Perhaps the need was made even clearer because we rushed home from yet another memorial service—this time of a longtime friend’s mostly healthy and active mother—to receive Sam into our home.

One moment we were saying goodbye, and the next, hello.

First, however, the rescue group wanted to have a behaviorist arrive along with Sam to assess how well the dogs were all going to mesh together. Happily, they all passed the compatibility test and before she left, we were “trained” a bit on both positive and potentially troubling body language signs.

Sam has been a wonderful addition to our family.
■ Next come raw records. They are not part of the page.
use std::fmt;

use serde::{Deserialize, Serialize};

// ---------------------------------------------------------------------------
// IdleAction
// ---------------------------------------------------------------------------

/// Catalog of low-impact idle actions. Each variant is enabled or disabled
/// independently in config, keyed by its camelCase name (`"lookAround"`).
#[derive(Debug, Clone, Copy, PartialEq, Eq, Hash, PartialOrd, Ord, Serialize, Deserialize)]
#[serde(rename_all = "camelCase")]
pub enum IdleAction {
    // ---
    Jump,
    Sneak,
    LookAround,
    SwingArm,
    WalkRandomly,
    SprintForward,
    ToggleWalk,
    MineBlockRandomly,
    PlaceBlockRandomly,
    UseItem,
    SwitchHotbar,
    DropItem,
    InteractWithEntity,
    OpenContainer,
}

// ---

impl IdleAction {
    // ---
    pub const ALL: [IdleAction; 14] = [
        IdleAction::Jump,
        IdleAction::Sneak,
        IdleAction::LookAround,
        IdleAction::SwingArm,
        IdleAction::WalkRandomly,
        IdleAction::SprintForward,
        IdleAction::ToggleWalk,
        IdleAction::MineBlockRandomly,
        IdleAction::PlaceBlockRandomly,
        IdleAction::UseItem,
        IdleAction::SwitchHotbar,
        IdleAction::DropItem,
        IdleAction::InteractWithEntity,
        IdleAction::OpenContainer,
    ];

    /// Config key, e.g. `"mineBlockRandomly"`.
    pub fn key(self) -> &'static str {
        // ---
        match self {
            Self::Jump => "jump",
            Self::Sneak => "sneak",
            Self::LookAround => "lookAround",
            Self::SwingArm => "swingArm",
            Self::WalkRandomly => "walkRandomly",
            Self::SprintForward => "sprintForward",
            Self::ToggleWalk => "toggleWalk",
            Self::MineBlockRandomly => "mineBlockRandomly",
            Self::PlaceBlockRandomly => "placeBlockRandomly",
            Self::UseItem => "useItem",
            Self::SwitchHotbar => "switchHotbar",
            Self::DropItem => "dropItem",
            Self::InteractWithEntity => "interactWithEntity",
            Self::OpenContainer => "openContainer",
        }
    }
}

impl fmt::Display for IdleAction {
    fn fmt(&self, f: &mut fmt::Formatter<'_>) -> fmt::Result {
        f.write_str(self.key())
    }
}

// ---------------------------------------------------------------------------
// ActionOutcome
// ---------------------------------------------------------------------------

/// Result of one action that did not fail.
#[derive(Debug, Clone, PartialEq, Eq)]
pub enum ActionOutcome {
    // ---
    Performed,

    /// No eligible target (block, item, entity). A normal outcome.
    Skipped(String),
}

// ---------------------------------------------------------------------------
// Tests
// ---------------------------------------------------------------------------
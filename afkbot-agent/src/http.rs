//! HTTP control surface for the browser dashboard.
//!
//! | Route           | Purpose                                   |
//! |-----------------|-------------------------------------------|
//! | `GET  /status`  | live snapshot of the bot                  |
//! | `GET  /logs`    | the most recent log entries, oldest first |
//! | `POST /chat`    | `{message}`; send chat as the bot         |
//! | `POST /command` | `{action}`; `start`, `stop`, `reconnect`  |
//!
//! Anything else falls through to the static dashboard assets.

use std::net::SocketAddr;
use std::path::Path;

// ---

use axum::extract::State;
use axum::http::StatusCode;
use axum::routing::{get, post};
use axum::{Json, Router};
use serde::Deserialize;
use tower_http::cors::CorsLayer;
use tower_http::services::ServeDir;

// ---

use super::logs::{LogEntry, LogRing};
use super::{Command, CommandReply, ControllerHandle, StatusReport};

// ---------------------------------------------------------------------------
// State
// ---------------------------------------------------------------------------

#[derive(Clone)]
pub struct AppState {
    // ---
    pub controller: ControllerHandle,
    pub logs: LogRing,
}

// ---------------------------------------------------------------------------
// Router
// ---------------------------------------------------------------------------

pub fn create_router(state: AppState, public_dir: &Path) -> Router {
    Router::new()
        .route("/status", get(api_status))
        .route("/logs", get(api_logs))
        .route("/chat", post(api_chat))
        .route("/command", post(api_command))
        .fallback_service(ServeDir::new(public_dir))
        .layer(CorsLayer::permissive())
        .with_state(state)
}

// ---

pub async fn serve(router: Router, port: u16) -> anyhow::Result<()> {
    // ---
    let addr = SocketAddr::from(([0, 0, 0, 0], port));
    let listener = tokio::net::TcpListener::bind(addr).await?;
    tracing::info!("dashboard listening on http://{addr}");
    axum::serve(listener, router).await?;
    Ok(())
}

// ---------------------------------------------------------------------------
// Handlers
// ---------------------------------------------------------------------------

async fn api_status(State(state): State<AppState>) -> Json<StatusReport> {
    Json(state.controller.status().await)
}

async fn api_logs(State(state): State<AppState>) -> Json<Vec<LogEntry>> {
    Json(state.logs.snapshot())
}

// ---

#[derive(Debug, Deserialize)]
struct ChatRequest {
    #[serde(default)]
    message: String,
}

async fn api_chat(State(state): State<AppState>, Json(req): Json<ChatRequest>) -> (StatusCode, Json<CommandReply>) {
    // ---
    let reply = state.controller.chat(req.message).await;
    let code = if reply.success {
        StatusCode::OK
    } else {
        StatusCode::BAD_REQUEST
    };
    (code, Json(reply))
}

// ---

#[derive(Debug, Deserialize)]
struct CommandRequest {
    #[serde(default)]
    action: String,
}

async fn api_command(State(state): State<AppState>, Json(req): Json<CommandRequest>) -> Json<CommandReply> {
    // ---
    let reply = match Command::parse(&req.action) {
        Some(command) => {
            tracing::info!(action = %req.action, "dashboard command");
            state.controller.command(command).await
        }
        None => {
            tracing::warn!(action = %req.action, "unknown dashboard command");
            CommandReply::fail(format!("Unknown command \"{}\".", req.action))
        }
    };
    Json(reply)
}

// ---------------------------------------------------------------------------
// Tests
// ---------------------------------------------------------------------------

#[cfg(test)]
mod tests {
    // ---
    use std::sync::Arc;

    use axum::body::Body;
    use axum::http::Request;
    use http_body_util::BodyExt;
    use serde_json::Value;
    use tower::ServiceExt;

    use afkbot_sim::{SimCall, SimClient, SimConfig};

    use crate::config::BotConfig;
    use crate::identity::IdentityStore;
    use crate::Controller;

    use super::*;

    struct Fixture {
        router: Router,
        client: Arc<SimClient>,
        _dir: tempfile::TempDir,
    }

    fn fixture() -> Fixture {
        // ---
        let dir = tempfile::tempdir().unwrap();
        std::fs::write(dir.path().join("index.html"), "<h1>afkbot</h1>").unwrap();

        let cfg = BotConfig::from_json(r#"{"server": {"host": "mc.example.net"}}"#).unwrap();
        let identity = IdentityStore::load(dir.path().join("bot_status.json"), &cfg.bot.base_username);
        let client = Arc::new(SimClient::new(SimConfig::manual()));
        let controller = Controller::new(client.clone(), cfg, identity);

        let logs = LogRing::new(10);
        let state = AppState {
            controller: controller.handle(),
            logs,
        };
        tokio::spawn(controller.run());

        Fixture {
            router: create_router(state, dir.path()),
            client,
            _dir: dir,
        }
    }

    async fn call(router: &Router, method: &str, uri: &str, body: Option<&str>) -> (StatusCode, Value) {
        // ---
        let req = Request::builder()
            .method(method)
            .uri(uri)
            .header("content-type", "application/json")
            .body(body.map_or_else(Body::empty, |b| Body::from(b.to_string())))
            .unwrap();
        let resp = router.clone().oneshot(req).await.unwrap();
        let status = resp.status();
        let bytes = resp.into_body().collect().await.unwrap().to_bytes();
        (status, serde_json::from_slice(&bytes).unwrap_or(Value::Null))
    }

    #[tokio::test]
    async fn status_without_session_is_not_started() {
        // ---
        let fx = fixture();
        let (code, body) = call(&fx.router, "GET", "/status", None).await;

        assert_eq!(code, StatusCode::OK);
        assert_eq!(body["online"], false);
        assert_eq!(body["statusMessage"], "Not started");
        assert_eq!(body["username"], "AFKBot");
        assert_eq!(body["lastKick"], Value::Null);
        assert!(body.get("uptime_ms").is_some());
    }

    // ---

    #[tokio::test]
    async fn empty_chat_is_rejected_without_sending() {
        // ---
        let fx = fixture();
        call(&fx.router, "POST", "/command", Some(r#"{"action": "start"}"#)).await;
        fx.client.last_session().unwrap().spawn();

        let (code, body) = call(&fx.router, "POST", "/chat", Some(r#"{"message": ""}"#)).await;
        assert_eq!(code, StatusCode::BAD_REQUEST);
        assert_eq!(body["success"], false);

        let sent = fx.client.last_session().unwrap().calls();
        assert!(!sent.iter().any(|c| matches!(c, SimCall::Chat(_))));
    }

    // ---

    #[tokio::test]
    async fn chat_while_offline_is_bad_request() {
        // ---
        let fx = fixture();
        let (code, body) = call(&fx.router, "POST", "/chat", Some(r#"{"message": "hi"}"#)).await;

        assert_eq!(code, StatusCode::BAD_REQUEST);
        assert_eq!(body["message"], "Bot is not online.");
    }

    // ---

    #[tokio::test]
    async fn commands_report_success_and_unknown_actions() {
        // ---
        let fx = fixture();

        let (code, body) = call(&fx.router, "POST", "/command", Some(r#"{"action": "start"}"#)).await;
        assert_eq!(code, StatusCode::OK);
        assert_eq!(body["success"], true);
        assert_eq!(fx.client.connect_count(), 1);

        let (_, body) = call(&fx.router, "POST", "/command", Some(r#"{"action": "stop"}"#)).await;
        assert_eq!(body["message"], "Bot stopped.");

        let (code, body) = call(&fx.router, "POST", "/command", Some(r#"{"action": "dance"}"#)).await;
        assert_eq!(code, StatusCode::OK);
        assert_eq!(body["success"], false);
        assert_eq!(body["message"], "Unknown command \"dance\".");
    }

    // ---

    #[tokio::test]
    async fn logs_and_static_assets_are_served() {
        // ---
        let fx = fixture();

        let (code, body) = call(&fx.router, "GET", "/logs", None).await;
        assert_eq!(code, StatusCode::OK);
        assert!(body.is_array());

        let req = Request::builder().uri("/index.html").body(Body::empty()).unwrap();
        let resp = fx.router.clone().oneshot(req).await.unwrap();
        assert_eq!(resp.status(), StatusCode::OK);
    }
}
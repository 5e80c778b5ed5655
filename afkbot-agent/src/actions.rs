//! Idle action catalog: one function per [`IdleAction`], dispatched by
//! [`perform`].
//!
//! Actions only use the [`GameSession`] capability. A missing target (no
//! block to dig, nothing to drop) is [`ActionOutcome::Skipped`], not an
//! error; errors are reserved for capability calls that fail.

use std::f64::consts::{FRAC_PI_2, PI};

// ---

use rand::rngs::StdRng;
use rand::seq::SliceRandom;
use rand::Rng;

// ---

use afkbot_domain::{
    // ---
    ActionOutcome,
    Block,
    BlockPos,
    ControlKey,
    EntityKind,
    GameSession,
    IdleAction,
    Item,
    Result,
};

// ---

const MINE_RADIUS: f64 = 6.0;
const PLACE_RADIUS: f64 = 5.0;
const CONTAINER_RADIUS: f64 = 4.0;
const ENTITY_RADIUS: f64 = 8.0;

/// Ticks a container stays open.
const CONTAINER_HOLD_TICKS: u32 = 40;
const JUMP_TICKS: u32 = 5;
const HOTBAR_SLOTS: u8 = 9;

const PLACEABLE: &[&str] = &["dirt", "cobblestone", "planks"];
const CONTAINERS: &[&str] = &["chest", "furnace", "crafting_table"];
/// Substring match, so `axe` also covers `pickaxe`.
const KEEP_ON_DROP: &[&str] = &["sword", "axe", "shovel", "hoe", "armor", "helmet", "chestplate", "leggings", "boots"];
const CONSUMABLE: &[&str] = &[
    "food", "potion", "bread", "apple", "carrot", "potato", "beef", "porkchop", "chicken", "mutton",
    "cod", "salmon", "stew", "cookie", "melon_slice", "pie",
];

// ---------------------------------------------------------------------------
// Dispatch
// ---------------------------------------------------------------------------

pub async fn perform(action: IdleAction, session: &dyn GameSession, rng: &mut StdRng) -> Result<ActionOutcome> {
    // ---
    match action {
        IdleAction::Jump => hold(session, &[ControlKey::Jump], JUMP_TICKS).await,
        IdleAction::Sneak => toggle_sneak(session),
        IdleAction::LookAround => look_around(session, rng).await,
        IdleAction::SwingArm => {
            session.swing_arm();
            Ok(ActionOutcome::Performed)
        }
        IdleAction::WalkRandomly => {
            let key = *[ControlKey::Forward, ControlKey::Back, ControlKey::Left, ControlKey::Right]
                .choose(rng)
                .unwrap_or(&ControlKey::Forward);
            hold(session, &[key], rng.gen_range(10..30)).await
        }
        IdleAction::SprintForward => hold(session, &[ControlKey::Forward, ControlKey::Sprint], rng.gen_range(20..60)).await,
        IdleAction::ToggleWalk => {
            let key = if rng.gen_bool(0.5) { ControlKey::Forward } else { ControlKey::Back };
            hold(session, &[key], rng.gen_range(10..50)).await
        }
        IdleAction::MineBlockRandomly => mine_nearby_block(session).await,
        IdleAction::PlaceBlockRandomly => place_block_from_inventory(session).await,
        IdleAction::UseItem => consume_item(session).await,
        IdleAction::SwitchHotbar => switch_active_slot(session, rng),
        IdleAction::DropItem => drop_surplus_item(session, rng).await,
        IdleAction::InteractWithEntity => look_at_nearest_entity(session).await,
        IdleAction::OpenContainer => open_and_close_container(session).await,
    }
}

// ---------------------------------------------------------------------------
// Movement
// ---------------------------------------------------------------------------

/// Press `keys`, wait `ticks`, release. Keys are released even when the wait
/// fails so an ended session never leaves a control latched.
async fn hold(session: &dyn GameSession, keys: &[ControlKey], ticks: u32) -> Result<ActionOutcome> {
    // ---
    for key in keys {
        session.set_control(*key, true);
    }
    let waited = session.wait_ticks(ticks).await;
    for key in keys {
        session.set_control(*key, false);
    }
    waited?;

    tracing::debug!(?keys, ticks, "held controls");
    Ok(ActionOutcome::Performed)
}

fn toggle_sneak(session: &dyn GameSession) -> Result<ActionOutcome> {
    // ---
    let on = !session.control_state(ControlKey::Sneak);
    session.set_control(ControlKey::Sneak, on);
    Ok(ActionOutcome::Performed)
}

async fn look_around(session: &dyn GameSession, rng: &mut StdRng) -> Result<ActionOutcome> {
    // ---
    let yaw = rng.gen_range(0.0..2.0 * PI);
    let pitch = rng.gen_range(-FRAC_PI_2..FRAC_PI_2);
    session.look(yaw, pitch).await?;
    Ok(ActionOutcome::Performed)
}

// ---------------------------------------------------------------------------
// World
// ---------------------------------------------------------------------------

async fn mine_nearby_block(session: &dyn GameSession) -> Result<ActionOutcome> {
    // ---
    let Some(origin) = session.position() else {
        return Ok(skipped("position unknown"));
    };
    let target = session.find_block(MINE_RADIUS, &|b: &Block| {
        !b.is_air() && session.can_dig(b) && origin.distance_to(b.pos.center()) < MINE_RADIUS
    });
    let Some(block) = target else {
        return Ok(skipped("no diggable block nearby"));
    };

    tracing::info!(block = %block.name, x = block.pos.x, y = block.pos.y, z = block.pos.z, "digging block");
    session.dig(&block).await?;
    tracing::info!(block = %block.name, "dug block");
    Ok(ActionOutcome::Performed)
}

// ---

async fn place_block_from_inventory(session: &dyn GameSession) -> Result<ActionOutcome> {
    // ---
    let Some(item) = session
        .inventory()
        .into_iter()
        .find(|i| PLACEABLE.iter().any(|p| i.name.contains(p)))
    else {
        return Ok(skipped("no dirt, cobblestone or planks in inventory"));
    };
    let Some(origin) = session.position() else {
        return Ok(skipped("position unknown"));
    };

    // Below, front, right, back, left.
    let candidates = [
        origin.offset(0.0, -1.0, 0.0),
        origin.offset(0.0, 0.0, 1.0),
        origin.offset(1.0, 0.0, 0.0),
        origin.offset(0.0, 0.0, -1.0),
        origin.offset(-1.0, 0.0, 0.0),
    ];

    let spot = candidates.iter().map(|v| v.floored()).find_map(|pos| {
        let here = session.block_at(pos)?;
        let below = session.block_at(pos.below())?;
        let open = here.is_air() && !below.is_air() && origin.distance_to(pos.center()) < PLACE_RADIUS;
        open.then_some((pos, below))
    });
    let Some((pos, reference)) = spot else {
        return Ok(skipped("no free cell with support to place on"));
    };

    tracing::info!(block = %item.name, x = pos.x, y = pos.y, z = pos.z, "placing block");
    session.equip(&item).await?;
    session.place_block(&reference, BlockPos::new(0, 1, 0)).await?;
    tracing::info!(block = %item.name, "placed block");
    Ok(ActionOutcome::Performed)
}

// ---

async fn open_and_close_container(session: &dyn GameSession) -> Result<ActionOutcome> {
    // ---
    let found = session.find_block(CONTAINER_RADIUS, &|b: &Block| CONTAINERS.iter().any(|c| b.name.contains(c)));
    let Some(block) = found else {
        return Ok(skipped("no chest, furnace or crafting table nearby"));
    };

    tracing::info!(container = %block.name, x = block.pos.x, y = block.pos.y, z = block.pos.z, "opening container");
    session.open_container(&block).await?;
    let waited = session.wait_ticks(CONTAINER_HOLD_TICKS).await;
    let closed = session.close_container().await;
    waited?;
    closed?;
    tracing::info!(container = %block.name, "closed container");
    Ok(ActionOutcome::Performed)
}

// ---

async fn look_at_nearest_entity(session: &dyn GameSession) -> Result<ActionOutcome> {
    // ---
    let Some(origin) = session.position() else {
        return Ok(skipped("position unknown"));
    };
    let entity = session.nearest_entity().filter(|e| {
        matches!(e.kind, EntityKind::Player | EntityKind::Mob) && origin.distance_to(e.position) <= ENTITY_RADIUS
    });
    let Some(entity) = entity else {
        return Ok(skipped("no player or mob nearby"));
    };

    let label = entity.name.clone().unwrap_or_else(|| format!("{:?}", entity.kind).to_lowercase());
    tracing::info!(entity = %label, "looking at entity");
    session.look_at(entity.position.offset(0.0, entity.height, 0.0)).await?;
    Ok(ActionOutcome::Performed)
}

// ---------------------------------------------------------------------------
// Inventory
// ---------------------------------------------------------------------------

async fn consume_item(session: &dyn GameSession) -> Result<ActionOutcome> {
    // ---
    let Some(item) = session
        .inventory()
        .into_iter()
        .find(|i| CONSUMABLE.iter().any(|c| i.name.contains(c)))
    else {
        return Ok(skipped("no food or potion in inventory"));
    };

    tracing::info!(item = %item.name, "using item");
    session.equip(&item).await?;
    session.consume().await?;
    Ok(ActionOutcome::Performed)
}

// ---

fn switch_active_slot(session: &dyn GameSession, rng: &mut StdRng) -> Result<ActionOutcome> {
    // ---
    let current = session.selected_slot();
    let mut slot = rng.gen_range(0..HOTBAR_SLOTS);
    if slot == current {
        slot = (slot + 1) % HOTBAR_SLOTS;
    }
    tracing::info!(from = current + 1, to = slot + 1, "switching hotbar slot");
    session.set_selected_slot(slot);
    Ok(ActionOutcome::Performed)
}

// ---

async fn drop_surplus_item(session: &dyn GameSession, rng: &mut StdRng) -> Result<ActionOutcome> {
    // ---
    let surplus: Vec<Item> = session
        .inventory()
        .into_iter()
        .filter(|i| i.count > 1 && !KEEP_ON_DROP.iter().any(|k| i.name.contains(k)))
        .collect();
    let Some(item) = surplus.choose(rng) else {
        return Ok(skipped("no surplus stack to drop"));
    };

    tracing::info!(item = %item.name, count = item.count, "dropping stack");
    session.drop_item(item, item.count).await?;
    Ok(ActionOutcome::Performed)
}

// ---

fn skipped(why: &str) -> ActionOutcome {
    ActionOutcome::Skipped(why.to_string())
}

// ---------------------------------------------------------------------------
// Tests
// ---------------------------------------------------------------------------

#[cfg(test)]
mod tests {
    // ---
    use std::sync::Arc;

    use rand::SeedableRng;

    use afkbot_domain::{AuthMode, ConnectOptions, Entity, GameClient, Vec3};
    use afkbot_sim::{SimCall, SimClient, SimConfig, SimSession, SimWorld};

    use super::*;

    fn online(world: SimWorld) -> (SimClient, Arc<SimSession>) {
        // ---
        let client = SimClient::new(SimConfig {
            world,
            ..SimConfig::manual()
        });
        client
            .connect(ConnectOptions {
                host: "sim".into(),
                port: 25565,
                username: "Bot".into(),
                password: None,
                auth: AuthMode::Offline,
                version: None,
            })
            .unwrap();
        let sim = client.last_session().unwrap();
        sim.spawn();
        (client, sim)
    }

    fn rng() -> StdRng {
        StdRng::seed_from_u64(7)
    }

    #[tokio::test(start_paused = true)]
    async fn jump_releases_key_after_wait() {
        // ---
        let (_c, sim) = online(SimWorld::flat());
        let out = perform(IdleAction::Jump, sim.as_ref(), &mut rng()).await.unwrap();

        assert_eq!(out, ActionOutcome::Performed);
        assert_eq!(
            sim.calls(),
            vec![
                SimCall::SetControl(ControlKey::Jump, true),
                SimCall::WaitTicks(JUMP_TICKS),
                SimCall::SetControl(ControlKey::Jump, false),
            ]
        );
        assert!(!sim.control_state(ControlKey::Jump));
    }

    // ---

    #[tokio::test(start_paused = true)]
    async fn hold_releases_keys_when_session_ends_mid_wait() {
        // ---
        let (_c, sim) = online(SimWorld::flat());
        let s = Arc::clone(&sim);
        tokio::spawn(async move {
            tokio::time::sleep(std::time::Duration::from_millis(100)).await;
            s.end("socketClosed");
        });

        let res = perform(IdleAction::SprintForward, sim.as_ref(), &mut rng()).await;
        assert!(res.is_err());
        assert!(!sim.control_state(ControlKey::Forward));
        assert!(!sim.control_state(ControlKey::Sprint));
    }

    // ---

    #[tokio::test(start_paused = true)]
    async fn world_actions_succeed_in_flat_world() {
        // ---
        let (_c, sim) = online(SimWorld::flat());
        let mut rng = rng();

        for action in [
            IdleAction::MineBlockRandomly,
            IdleAction::PlaceBlockRandomly,
            IdleAction::UseItem,
            IdleAction::DropItem,
            IdleAction::InteractWithEntity,
            IdleAction::OpenContainer,
            IdleAction::LookAround,
        ] {
            let out = perform(action, sim.as_ref(), &mut rng).await.unwrap();
            assert_eq!(out, ActionOutcome::Performed, "{action} did not run");
        }

        let calls = sim.calls();
        assert!(calls.iter().any(|c| matches!(c, SimCall::Dig(_))));
        assert!(calls.iter().any(|c| matches!(c, SimCall::Place(_))));
        assert!(calls.contains(&SimCall::Consume("bread".into())));
        assert!(calls.contains(&SimCall::CloseContainer));
        assert!(!calls.iter().any(|c| matches!(c, SimCall::Drop { name, .. } if name.contains("pickaxe"))));
    }

    // ---

    #[tokio::test(start_paused = true)]
    async fn missing_targets_are_skipped_not_errors() {
        // ---
        let (_c, sim) = online(SimWorld::empty());
        let mut rng = rng();

        for action in [
            IdleAction::MineBlockRandomly,
            IdleAction::PlaceBlockRandomly,
            IdleAction::UseItem,
            IdleAction::DropItem,
            IdleAction::InteractWithEntity,
            IdleAction::OpenContainer,
        ] {
            let out = perform(action, sim.as_ref(), &mut rng).await.unwrap();
            assert!(matches!(out, ActionOutcome::Skipped(_)), "{action} should skip");
        }
        assert!(sim.calls().is_empty());
    }

    // ---

    #[tokio::test]
    async fn distant_entities_are_not_looked_at() {
        // ---
        let mut world = SimWorld::empty();
        world.entities.push(Entity {
            name: Some("zombie".into()),
            kind: EntityKind::Mob,
            position: Vec3::new(500.0, 64.0, 500.0),
            height: 1.9,
        });
        let (_c, sim) = online(world);

        let out = perform(IdleAction::InteractWithEntity, sim.as_ref(), &mut rng()).await.unwrap();
        assert_eq!(out, ActionOutcome::Skipped("no player or mob nearby".into()));
        assert!(sim.calls().is_empty());
    }

    // ---

    #[test]
    fn pickaxes_are_never_dropped() {
        // ---
        for name in ["diamond_pickaxe", "iron_axe", "stone_sword", "iron_chestplate"] {
            assert!(KEEP_ON_DROP.iter().any(|k| name.contains(k)), "{name}");
        }
        assert!(!KEEP_ON_DROP.iter().any(|k| "cobblestone".contains(k)));
    }

    // ---

    #[tokio::test]
    async fn hotbar_switch_always_changes_slot() {
        // ---
        let (_c, sim) = online(SimWorld::flat());
        let mut rng = rng();

        for _ in 0..50 {
            let before = sim.selected_slot();
            perform(IdleAction::SwitchHotbar, sim.as_ref(), &mut rng).await.unwrap();
            let after = sim.selected_slot();
            assert_ne!(before, after);
            assert!(after < HOTBAR_SLOTS);
        }
    }
}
Furgus can mostly turn his admiration and sharp puppy teeth toward Sam and leave Abel, the elderly dachshund, be. Abel is ecstatic about Sam’s arrival since Furgus was fascinated by his tail (new experience!) and didn’t seem to get that just because he was small didn’t mean he was young.

From the first hours, Furgus was happy to follow behind Sam as he secured our perimeter by marking every fence post, tree, and blade of grass.

Although not ideal, we did make it though our two day back-to-back car trips with few problems, other than discovering Abel has a tendency toward carsickness on long road trips. (Well, we still need to replace Christiana’s not inexpensive headphones that Furgus snagged when all but 1” of cord was tucked securely in her backpack—as responsible puppy owners, it is our duty since she was not being careless.) On the mountain passes, Furgus discovered that not only does he like snow, but he loves it! All in all, the dogs did well despite being bored.

(c) 2011 Trina Lambert

Turns out everyone fared a bit better than I did. After all, I’m the only one who was in the car for a full 2,600 miles last week. Tuesday morning, for no obvious reason other than my week of inactivity, my lower back went out in a way it never has before. The irony of the timing is not lost on me. Surely my hubris and some poor timing plans led me to this place.

Nonetheless, I’m doing what I can to stay home and work on creating our new life together, even if Sam is going to have to wait for those runs I promised him. It has helped that Jackson arrived home for the summer on Monday and brought friends. It was love at first sight for both guys and dogs and helped me greatly since my back is limiting me—the dogs are going to be so disappointed to discover the friends were only temporary guests.

As tough and challenging as it is to integrate a puppy and young dog into our home, I can feel the healing already—even if my back can’t yet.

I am so much happier now, yet watching the dogs wrestle together surprised me with feelings of raw loss. One minute I was holding Abel, soaking in their complete joy and utter physical capabilities and the next I was thinking about how he was watching with pure longing—he was an old man (dog) wishing for younger days.

(c) 2011 Trina Lambert

That’s when I saw them all—Duncan, Chelsea, and Fordham—all my dogs who had crossed over that Rainbow Bridge. That’s when I remembered my first baby’s brokenness near his end when I was steeped in my days with two preschoolers and references from our lives together. As Duncan’s hips refused to work together and sat down without his consent, I used to think of Buzz Lightyear, armless and falling, singing, “Clearly I shall go sailing no more . . .”

As I broke into deep sobs, steeped with my previous losses and Abel’s impending goodbye, Sam stopped his play and bounded to me. With another leap up, he was in my arms, straining to wash the tears from my face.

Goodbye/hello all rolled up together.